Studying Peripheral Artery Disease Treatment With High-Resolution, Massively Parallel CFD Simulations

Peripheral arterial disease (PAD) refers to the impairment of blood flow to the peripheral arteries due to atherosclerosis. Clinicians rely on experience and established guidelines to develop treatment plans for patients undergoing revascularization because of the risk of limb loss. However, there has yet to be a consensus on the optimal treatment therapy. The ankle-brachial index (ABI) is a non-invasive, accurate method to assess the extent of PAD and response to therapy. Furthermore, endothelial shear stress (ESS) have been implicated in atherosclerotic pathologies. Hence, a patient-specific ESS and ABI pre- and post-intervention may provide insight into the mechanisms driving treatment outcomes for an individual patient.
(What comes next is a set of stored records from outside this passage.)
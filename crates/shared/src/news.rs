use anyhow::{Context, Result};
use chrono::{DateTime, Duration, Local};
use reqwest::Client;
use scraper::{Html, Selector};
use serde_json::Value;
use std::collections::HashSet;
use std::fs;
use std::path::Path;

use crate::models::{BreakingNewsItem, BreakingNewsStore, Urgency};

/// Most items kept in the store.
pub const MAX_NEWS: usize = 10;

/// Items taken from each source per poll.
const PER_SOURCE: usize = 5;

const TIME_FORMAT: &str = "%Y-%m-%d %H:%M";

/// Public trending-topic endpoints polled for headlines.
#[derive(Debug, Clone, Copy, PartialEq, Eq)]
pub enum NewsSource {
    Weibo,
    Zhihu,
    Baidu,
}

impl NewsSource {
    pub const ALL: [NewsSource; 3] = [NewsSource::Weibo, NewsSource::Zhihu, NewsSource::Baidu];

    pub fn name(&self) -> &'static str {
        match self {
            NewsSource::Weibo => "weibo",
            NewsSource::Zhihu => "zhihu",
            NewsSource::Baidu => "baidu",
        }
    }

    fn url(&self) -> &'static str {
        match self {
            NewsSource::Weibo => "https://weibo.com/ajax/side/hotSearch",
            NewsSource::Zhihu => "https://www.zhihu.com/api/v3/feed/topstory/hot-lists/total",
            NewsSource::Baidu => "https://top.baidu.com/board?tab=realtime",
        }
    }

    fn id_prefix(&self) -> &'static str {
        match self {
            NewsSource::Weibo => "wb",
            NewsSource::Zhihu => "zh",
            NewsSource::Baidu => "bd",
        }
    }

    pub fn from_name(name: &str) -> Option<Self> {
        match name {
            "weibo" => Some(NewsSource::Weibo),
            "zhihu" => Some(NewsSource::Zhihu),
            "baidu" => Some(NewsSource::Baidu),
            _ => None,
        }
    }

    /// Turn a response body into items. Unknown shapes yield nothing.
    pub fn parse(&self, body: &str, now: DateTime<Local>) -> Vec<BreakingNewsItem> {
        let headlines = match self {
            NewsSource::Weibo => parse_weibo(body),
            NewsSource::Zhihu => parse_zhihu(body),
            NewsSource::Baidu => parse_baidu(body),
        };

        let time = now.format(TIME_FORMAT).to_string();
        headlines
            .into_iter()
            .take(PER_SOURCE)
            .enumerate()
            .map(|(i, headline)| BreakingNewsItem {
                id: format!("{}_{}", self.id_prefix(), i),
                title: headline.title,
                time: time.clone(),
                category: headline.category.to_string(),
                urgency: headline.urgency,
                url: Some(headline.url.unwrap_or_else(|| "#".to_string())),
            })
            .collect()
    }
}

struct Headline {
    title: String,
    category: &'static str,
    urgency: Urgency,
    url: Option<String>,
}

fn parse_weibo(body: &str) -> Vec<Headline> {
    let Ok(json) = serde_json::from_str::<Value>(body) else {
        return Vec::new();
    };
    let Some(realtime) = json.pointer("/data/realtime").and_then(Value::as_array) else {
        return Vec::new();
    };

    realtime
        .iter()
        .filter_map(|item| {
            let title = item.get("word")?.as_str()?.trim();
            if title.is_empty() {
                return None;
            }
            let hot = match item.get("is_hot") {
                Some(Value::Bool(b)) => *b,
                Some(Value::Number(n)) => n.as_i64().unwrap_or(0) != 0,
                _ => false,
            };
            Some(Headline {
                title: title.to_string(),
                category: "热搜",
                urgency: if hot { Urgency::High } else { Urgency::Medium },
                url: None,
            })
        })
        .collect()
}

fn parse_zhihu(body: &str) -> Vec<Headline> {
    let Ok(json) = serde_json::from_str::<Value>(body) else {
        return Vec::new();
    };
    let Some(data) = json.get("data").and_then(Value::as_array) else {
        return Vec::new();
    };

    data.iter()
        .filter_map(|item| {
            let target = item.get("target")?;
            let title = target.get("title")?.as_str()?.trim();
            if title.is_empty() {
                return None;
            }
            Some(Headline {
                title: title.to_string(),
                category: "知乎",
                urgency: Urgency::Medium,
                url: target
                    .get("url")
                    .and_then(Value::as_str)
                    .map(str::to_string),
            })
        })
        .collect()
}

fn parse_baidu(body: &str) -> Vec<Headline> {
    let document = Html::parse_document(body);
    let Ok(selector) = Selector::parse(".c-single-text-ellipsis") else {
        return Vec::new();
    };

    document
        .select(&selector)
        .filter_map(|node| {
            let title = node.text().collect::<String>().trim().to_string();
            (!title.is_empty()).then_some(Headline {
                title,
                category: "百度",
                urgency: Urgency::Medium,
                url: None,
            })
        })
        .collect()
}

/// Fixed items used when every source comes back empty.
pub fn mock_news(now: DateTime<Local>) -> Vec<BreakingNewsItem> {
    let item = |id: &str, title: &str, ago: Duration, category: &str, urgency| BreakingNewsItem {
        id: id.to_string(),
        title: title.to_string(),
        time: (now - ago).format(TIME_FORMAT).to_string(),
        category: category.to_string(),
        urgency,
        url: None,
    };

    vec![
        item(
            "1",
            "美以联合袭击伊朗，中东局势急剧升级",
            Duration::minutes(30),
            "国际",
            Urgency::High,
        ),
        item(
            "2",
            "比特币跌破8万美元，加密货币市场动荡",
            Duration::hours(2),
            "财经",
            Urgency::Medium,
        ),
        item(
            "3",
            "小米超跑正式亮相，定价引发热议",
            Duration::hours(4),
            "科技",
            Urgency::Low,
        ),
    ]
}

/// Put unseen items in front of the store, one at a time in the order given,
/// then drop the oldest beyond `max`. Returns how many were added.
pub fn merge_news(
    store: &mut BreakingNewsStore,
    fresh: Vec<BreakingNewsItem>,
    max: usize,
) -> usize {
    let mut seen: HashSet<String> = store
        .breaking_news
        .iter()
        .map(|item| item.title.clone())
        .collect();

    let mut added = 0;
    for item in fresh {
        if seen.insert(item.title.clone()) {
            store.breaking_news.insert(0, item);
            added += 1;
        }
    }

    store.breaking_news.truncate(max);
    added
}

/// Read the store, treating a missing or unreadable file as empty.
pub fn load_store(path: &Path) -> BreakingNewsStore {
    if !path.exists() {
        return BreakingNewsStore::default();
    }

    let parsed = fs::read_to_string(path)
        .with_context(|| format!("Failed to read {}", path.display()))
        .and_then(|content| {
            serde_json::from_str(&content)
                .with_context(|| format!("Failed to parse {}", path.display()))
        });

    match parsed {
        Ok(store) => store,
        Err(e) => {
            tracing::warn!("{:#}; starting with an empty store", e);
            BreakingNewsStore::default()
        }
    }
}

pub fn save_store(path: &Path, store: &BreakingNewsStore) -> Result<()> {
    if let Some(parent) = path.parent().filter(|p| !p.as_os_str().is_empty()) {
        fs::create_dir_all(parent)
            .with_context(|| format!("Failed to create {}", parent.display()))?;
    }

    let json = serde_json::to_string_pretty(store).context("Failed to serialize news store")?;
    fs::write(path, json).with_context(|| format!("Failed to write {}", path.display()))
}

/// Summary of one poll, for the console report.
#[derive(Debug, Clone)]
pub struct PollReport {
    pub fetched: usize,
    pub used_mock: bool,
    pub added: usize,
    pub total: usize,
}

pub struct NewsPoller {
    client: Client,
    sources: Vec<NewsSource>,
    max_items: usize,
}

impl NewsPoller {
    pub fn new(sources: Vec<NewsSource>, max_items: usize) -> Result<Self> {
        let client = Client::builder()
            .timeout(std::time::Duration::from_secs(10))
            .user_agent("Mozilla/5.0 (Windows NT 10.0; Win64; x64) AppleWebKit/537.36")
            .build()
            .context("Failed to create HTTP client")?;

        Ok(Self {
            client,
            sources,
            max_items,
        })
    }

    /// Items from every source, in source order. A failing source counts as empty.
    pub async fn fetch_all(&self, now: DateTime<Local>) -> Vec<BreakingNewsItem> {
        let mut items = Vec::new();

        for source in &self.sources {
            match self.fetch_source(*source, now).await {
                Ok(found) => {
                    tracing::info!("{}: {} items", source.name(), found.len());
                    items.extend(found);
                }
                Err(e) => {
                    tracing::warn!("Failed to fetch {}: {:#}", source.name(), e);
                }
            }
        }

        items
    }

    async fn fetch_source(
        &self,
        source: NewsSource,
        now: DateTime<Local>,
    ) -> Result<Vec<BreakingNewsItem>> {
        let response = self
            .client
            .get(source.url())
            .send()
            .await
            .with_context(|| format!("Failed to reach {}", source.url()))?;

        let status = response.status();
        if !status.is_success() {
            anyhow::bail!("{} returned {}", source.name(), status);
        }

        let body = response
            .text()
            .await
            .context("Failed to read response body")?;

        Ok(source.parse(&body, now))
    }

    /// One full read-merge-write cycle against the store at `path`.
    pub async fn update(&self, path: &Path) -> Result<PollReport> {
        let now = Local::now();
        let mut store = load_store(path);

        let mut fresh = self.fetch_all(now).await;
        let fetched = fresh.len();
        let used_mock = fresh.is_empty();
        if used_mock {
            tracing::warn!("No headlines from any source; using mock items");
            fresh = mock_news(now);
        }

        let added = merge_news(&mut store, fresh, self.max_items);
        store.last_update = now.to_rfc3339();
        save_store(path, &store)?;

        Ok(PollReport {
            fetched,
            used_mock,
            added,
            total: store.breaking_news.len(),
        })
    }
}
In this study, we develop a CFD framework, that utilizes 3D geometry of the major arteries generated from Computed Tomographic Angiography (CTA) of a cohort of patients, to compute patient-specific ABI and holistic ESS. The predictions from the framework were validated by comparing the computed and the measured relative ABI pre and post-intervention. The major traditional revascularization procedures were simulated to predict the patient-specific response. This work lays the critical foundation for a more evidence-based clinical decision-making.